3Zöllner, Briefe über Schlesien description begins Johann Friedrich Zöllner, Briefe über Schlesien, Krakau, Wieliczka und die Grafschaft Glatz auf einer Reise im Jahr 1791, Berlin, 1792–1793; 2 vols. description ends , 1:292, in which an extended character sketch of the mountain guide was given without naming him. The same guide was identified as Siegmund Seidler in Johann Christoph Friedrich Gutsmuths, Meine Reise im Deutschen Vaterlande, Breslau, 1799, p. 106.

4In the published version of this letter, for which see note 6, below, this word is “perhaps.”

5Oh!

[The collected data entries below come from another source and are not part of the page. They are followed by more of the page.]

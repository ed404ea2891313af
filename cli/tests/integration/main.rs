//! Integration tests for enable-ci
//!
//! These tests spawn the actual binary and test end-to-end behavior.
//! They are slower and should be run separately from unit tests.

mod cli_tests;
//! Command implementations

pub mod enable;

pub use enable::EnableArgs;
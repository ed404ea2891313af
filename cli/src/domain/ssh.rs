use anyhow::Result;

use crate::domain::error::EnableCiError;

/// Key algorithms the platform accepts for account keys.
pub const SUPPORTED_KEY_TYPES: &[&str] = &[
    "ssh-rsa",
    "ssh-dss",
    "ssh-ed25519",
    "ecdsa-sha2-nistp256",
    "ecdsa-sha2-nistp384",
    "ecdsa-sha2-nistp521",
];

/// Name under which the local key is registered with the account.
pub const KEY_NAME: &str = "enableci";

/// A parsed OpenSSH public key line: `<type> <base64> [comment]`.
#[derive(Debug, Clone, PartialEq, Eq)]
pub struct SshPublicKey {
    pub key_type: String,
    pub content: String,
    pub comment: Option<String>,
}

/// Parses the first key line of an OpenSSH `.pub` file.
///
/// Blank lines and `#` comment lines are skipped.
///
/// # Errors
///
/// Returns a `Precondition` error if there is no key line, the key type is
/// unsupported, or the key material is missing or not base64.
pub fn parse_public_key(text: &str) -> Result<SshPublicKey> {
    let line = text
        .lines()
        .map(str::trim)
        .find(|l| !l.is_empty() && !l.starts_with('#'))
        .ok_or_else(|| EnableCiError::Precondition("public key file is empty".to_string()))?;

    let mut parts = line.split_whitespace();
    let key_type = parts.next().unwrap_or_default();
    if !SUPPORTED_KEY_TYPES.contains(&key_type) {
        return Err(EnableCiError::Precondition(format!(
            "unsupported public key type {key_type:?}"
        ))
        .into());
    }
    let content = parts
        .next()
        .filter(|m| is_base64(m))
        .ok_or_else(|| EnableCiError::Precondition("public key has no key material".to_string()))?;
    let comment = parts.collect::<Vec<_>>().join(" ");

    Ok(SshPublicKey {
        key_type: key_type.to_string(),
        content: content.to_string(),
        comment: (!comment.is_empty()).then_some(comment),
    })
}

fn is_base64(material: &str) -> bool {
    !material.is_empty()
        && material
            .bytes()
            .all(|b| b.is_ascii_alphanumeric() || matches!(b, b'+' | b'/' | b'='))
}

/// Picks a key name that does not collide with `taken`.
///
/// Returns `enableci`, then `enableci2`, `enableci3`, and so on.
#[must_use]
pub fn unique_key_name(taken: &[&str]) -> String {
    if !taken.contains(&KEY_NAME) {
        return KEY_NAME.to_string();
    }
    (2u32..)
        .map(|n| format!("{KEY_NAME}{n}"))
        .find(|candidate| !taken.contains(&candidate.as_str()))
        .unwrap_or_else(|| KEY_NAME.to_string())
}
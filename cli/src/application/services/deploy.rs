//! Application service: hand the project over to the platform's git remote.
//!
//! Imports only from `crate::domain` and `crate::application::ports`.
//! All process execution is routed through the injected `CommandRunner`.

use anyhow::Result;

use crate::application::ports::{CommandRunner, ProgressReporter};
use crate::domain::EnableCiError;
use crate::domain::platform::{Application, GIT_REMOTE};
use crate::domain::project::Project;

/// Message used for the commit that picks up local changes.
pub const COMMIT_MESSAGE: &str = "deploying";

/// The git invocations `deploy` runs, in order.
///
/// The merge prefers local content on conflict so that the scaffolding the
/// platform put into its repository never overwrites project files.
#[must_use]
pub fn deploy_commands(git_url: &str) -> Vec<Vec<String>> {
    let remote_branch = format!("{GIT_REMOTE}/master");
    [
        vec!["add", "."],
        vec!["commit", "-a", "-m", COMMIT_MESSAGE],
        vec!["remote", "add", GIT_REMOTE, "-f", git_url],
        vec!["merge", remote_branch.as_str(), "-s", "recursive", "-X", "ours"],
        vec!["push", GIT_REMOTE, "HEAD", "-f", "--progress"],
    ]
    .into_iter()
    .map(|args| args.into_iter().map(str::to_owned).collect())
    .collect()
}

/// Commit, merge the platform remote, and force-push the current branch.
///
/// Every command runs with the project as working directory and must succeed
/// before the next one starts.
///
/// # Errors
///
/// Returns a `Transport` error naming the first command that could not be
/// run or exited non-zero.
pub async fn deploy(
    runner: &impl CommandRunner,
    project: &Project,
    application: &Application,
    reporter: &impl ProgressReporter,
) -> Result<()> {
    reporter.info(&format!(
        "Pushing project {} to OpenShift application {}:",
        project.name(),
        application.name
    ));

    for args in deploy_commands(&application.git_url) {
        let arg_refs: Vec<&str> = args.iter().map(String::as_str).collect();
        let cmd_display = format!("git {}", args.join(" "));
        tracing::debug!(command = %cmd_display, dir = %project.path().display(), "running");

        let output = runner
            .run_in(project.path(), "git", &arg_refs)
            .await
            .map_err(|e| EnableCiError::Transport(format!("{cmd_display}: {e:#}")))?;
        if !output.status.success() {
            let code = output
                .status
                .code()
                .map_or_else(|| "signal".to_string(), |c| c.to_string());
            return Err(EnableCiError::Transport(format!("{cmd_display} failed (exit {code})")).into());
        }
    }

    reporter.success(&format!("pushed to {}", application.git_url));
    Ok(())
}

It is pretty, it is beautiful / For a heart tender and sincere / To see drops of water run / From a rock in the river.

6The letter to this point was printed in the Port Folio, 1:57–58 (21 Feb. 1801), though the 1 Aug. 1800 dateline was omitted and the fourth paragraph concluded with “information respecting the manufactures of these countries.” The remainder of the letter was printed at 2 Aug. in the Port Folio, 1:65 (28 Feb. 1801), though the second and third sentences of the final paragraph were omitted.

7JQA’s seventh letter in the series was dated 6 Aug. 1800 (LbC, APM Reel 134) and continued his journey to the source of the Elbe River. It also recounted a visit to a church in Seidorf (now Sosnówka, Poland). The letter concluded with the arrival of JQA and LCA at a Silesian mountain hut which they intended to use as a base for an ascent of the Riesenkoppe, or Giant’s Head mountain (now the Śnieżka, on the border between Poland and the Czech Republic). The letter was printed in the Port Folio, 1:73–74 (7 March 1801).